So I came across this answer here, and my question is, if I have three variables and I want to use the x and y to create bins, like using cut and table in the other answer, how can I then graph the z as the average of all the variable Z data that falls into those bins?
This what I have:
library(plot3D)
x <- data$OPEXMKUP_PT_1d
y <- data$prod_opex
z <- data$ab90_ROIC_wogw3
x_c <- cut(x, 20)
y_c <- cut(y, 20)
cutup <- table(x_c, y_c)
mat <- data.frame(cutup)
hist3D(z = cutup, border="black", bty ="g",
main = "Data", xlab = "Markup",
ylab ="Omega", zlab = "Star")
But it show the z as the frequency, and when I try,
hist3D(x, y, z, phi = 0, bty = "g", type = "h", main = 'NEWer',
ticktype = "detailed", pch = 19, cex = 0.5,
xlim=c(0,3),
ylim=c(-10,20),
zlim=c(0,1))
It thinks for a long time and throws an error,
Error: protect(): protection stack overflow
Graphics error: Plot rendering error
It will do the 3d scatter fine but the data doesn't make sense since the Z variable is a ratio that falls mostly between 0 and 1, so you get a bunch of tall lines and and a bunch of short lines. I would like them averaged by bin to show a visual of how the average ratio changes as x and y change. Please let me know if there is a way to do this.

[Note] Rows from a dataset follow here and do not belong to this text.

//! Segue CLI - drive sequence definitions from the command line
//!
//! Provides subcommands for listing and validating definitions and for
//! firing a command definition with seeded variables.

use clap::{Parser, Subcommand};
use segue::defs::{SequenceKind, loader};
use segue::engine::cache::InvocationCache;
use segue::{Engine, EngineConfig};
use std::path::PathBuf;
use std::time::Duration;

#[derive(Parser)]
#[command(name = "segue")]
#[command(about = "Embeddable action-sequence interpreter", long_about = None)]
struct Cli {
    /// Directory containing sequence definition files
    #[arg(short, long, default_value = "defs")]
    defs: PathBuf,

    /// Log every executed step
    #[arg(long)]
    debug: bool,

    #[command(subcommand)]
    command: Commands,
}

#[derive(Subcommand)]
enum Commands {
    /// List loaded definitions
    List,

    /// List action names from the built-in pack
    Actions,

    /// Validate a single definition file
    Check {
        /// Definition file to parse
        file: PathBuf,
    },

    /// Run a command definition by name
    Run {
        /// Name of the command definition
        name: String,

        /// Entity owning per-entity variables for this run
        #[arg(long)]
        entity: Option<String>,

        /// Seed a transient variable (repeatable)
        #[arg(long = "var", value_name = "KEY=VALUE")]
        vars: Vec<String>,

        /// Give up waiting for completion after this many milliseconds
        #[arg(long, default_value = "30000")]
        timeout: u64,
    },
}

#[tokio::main]
async fn main() -> anyhow::Result<()> {
    // Initialize tracing
    tracing_subscriber::fmt()
        .with_env_filter(
            tracing_subscriber::EnvFilter::from_default_env()
                .add_directive(tracing::Level::INFO.into()),
        )
        .init();

    let cli = Cli::parse();
    let config = EngineConfig {
        defs_dir: cli.defs.clone(),
        debug: cli.debug,
    };

    match cli.command {
        Commands::List => {
            let engine = Engine::builder().config(config).build();
            let index = engine.load_defs()?;

            let mut commands = index.names(SequenceKind::Command);
            commands.sort();
            println!("Commands:");
            for name in commands {
                println!("  {}", name);
            }

            let mut events = index.names(SequenceKind::Event);
            events.sort();
            println!("Events:");
            for name in events {
                println!("  {}", name);
            }
        }

        Commands::Actions => {
            let engine = Engine::new();
            engine.install(segue::actions::units());
            let mut names = engine.registry().names();
            names.sort();
            for name in names {
                println!("  {}", name);
            }
        }

        Commands::Check { file } => {
            let defs = loader::load_file(&file)?;
            for def in defs {
                println!("{} '{}': {} steps", def.kind, def.name, def.len());
            }
        }

        Commands::Run {
            name,
            entity,
            vars,
            timeout,
        } => {
            let engine = Engine::builder()
                .config(config)
                .error_sink(
                    |diagnostic: &str, detail: &str, _cache: &InvocationCache| {
                        eprintln!("{}: {}", diagnostic, detail);
                    },
                )
                .build();
            engine.install(segue::actions::units());

            let index = engine.load_defs()?;
            let Some(def) = index.command(&name) else {
                anyhow::bail!("No command definition named '{}'", name);
            };

            let (tx, rx) = tokio::sync::oneshot::channel();
            let mut builder = InvocationCache::builder(def).on_complete(move || {
                let _ = tx.send(());
            });
            if let Some(entity) = entity {
                builder = builder.entity(entity);
            }
            for pair in vars {
                let Some((key, value)) = pair.split_once('=') else {
                    anyhow::bail!("--var expects KEY=VALUE, got '{}'", pair);
                };
                builder = builder.temp(key, value);
            }

            let cache = builder.build();
            engine.sequencer().start(&cache);

            match tokio::time::timeout(Duration::from_millis(timeout), rx).await {
                Ok(_) => println!("Run {} completed", cache.id()),
                Err(_) => println!(
                    "Run {} still pending after {}ms (suspended or stalled)",
                    cache.id(),
                    timeout
                ),
            }
        }
    }

    Ok(())
}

Not sure exactly what your data looks like, so I made some up. You should be able to adjust to your needs. It's a bit hacky/brute force-ish, but could work just fine if your data isn't too large to slow down the loop.
Basically, we're just manually computing the average bin height
zby looping over the bins. There may be a better way to do the computation.